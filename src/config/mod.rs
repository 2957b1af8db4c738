//! Content model: JSON-declared tables and their API exposure.

pub mod types;
pub mod loader;
pub mod validator;
pub mod resolved;

pub use types::*;
pub use loader::*;
pub use validator::*;
pub use resolved::*;
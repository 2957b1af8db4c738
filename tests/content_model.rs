mod common;

use modular_site_cms::config::IncludeDirection;
use modular_site_cms::{load_from_dir, model_checksum, resolve};

#[tokio::test]
async fn shipped_content_model_resolves() {
    let config = load_from_dir(&common::content_dir()).await.unwrap();
    let model = resolve(&config).unwrap();
    let mut segments = model.path_segments();
    segments.sort_unstable();
    assert_eq!(
        segments,
        [
            "faq-pages",
            "faqs",
            "homepage-sections",
            "industries",
            "locations",
            "news-articles",
            "solutions",
            "testimonials"
        ]
    );

    let faqs = model.entity_by_path("faqs").unwrap();
    let link = faqs.include("faq-pages").unwrap();
    assert_eq!(link.direction, IncludeDirection::ToMany);
    assert_eq!(link.their_key_column, "faq_id");

    let news = model.entity_by_path("news-articles").unwrap();
    assert!(news.sensitive_columns.contains("author_email"));
    assert_eq!(news.slug_column.as_deref(), Some("slug"));
    assert!(!news.allows("nonsense"));
}

#[tokio::test]
async fn checksum_is_stable_across_loads() {
    let a = load_from_dir(&common::content_dir()).await.unwrap();
    let b = load_from_dir(&common::content_dir()).await.unwrap();
    assert_eq!(model_checksum(&a).unwrap(), model_checksum(&b).unwrap());
}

Your assignment
When you write out the listing, keep every line exactly as it is above.

Answer box
filename src/config/mod.rs
repository 2957b1af8db4c738
//! Content model: JSON-declared tables and their API exposure.

pub mod types;
pub mod loader;
pub mod validator;
pub mod resolved;

pub use types::*;
pub use loader::*;
pub use validator::*;
pub use resolved::*;
repository 2957b1af8db4c738
filename tests/content_model.rs
mod common;

use modular_site_cms::config::IncludeDirection;
use modular_site_cms::{load_from_dir, model_checksum, resolve};

#[tokio::test]
async fn shipped_content_model_resolves() {
    let config = load_from_dir(&common::content_dir()).await.unwrap();
    let model = resolve(&config).unwrap();
    let mut segments = model.path_segments();
    segments.sort_unstable();
    assert_eq!(
        segments,
        [
            "faq-pages",
            "faqs",
            "homepage-sections",
            "industries",
            "locations",
            "news-articles",
            "solutions",
            "testimonials"
        ]
    );

    let faqs = model.entity_by_path("faqs").unwrap();
    let link = faqs.include("faq-pages").unwrap();
    assert_eq!(link.direction, IncludeDirection::ToMany);
    assert_eq!(link.their_key_column, "faq_id");

    let news = model.entity_by_path("news-articles").unwrap();
    assert!(news.sensitive_columns.contains("author_email"));
    assert_eq!(news.slug_column.as_deref(), Some("slug"));
    assert!(!news.allows("nonsense"));
}

#[tokio::test]
async fn checksum_is_stable_across_loads() {
    let a = load_from_dir(&common::content_dir()).await.unwrap();
    let b = load_from_dir(&common::content_dir()).await.unwrap();
    assert_eq!(model_checksum(&a).unwrap(), model_checksum(&b).unwrap());
}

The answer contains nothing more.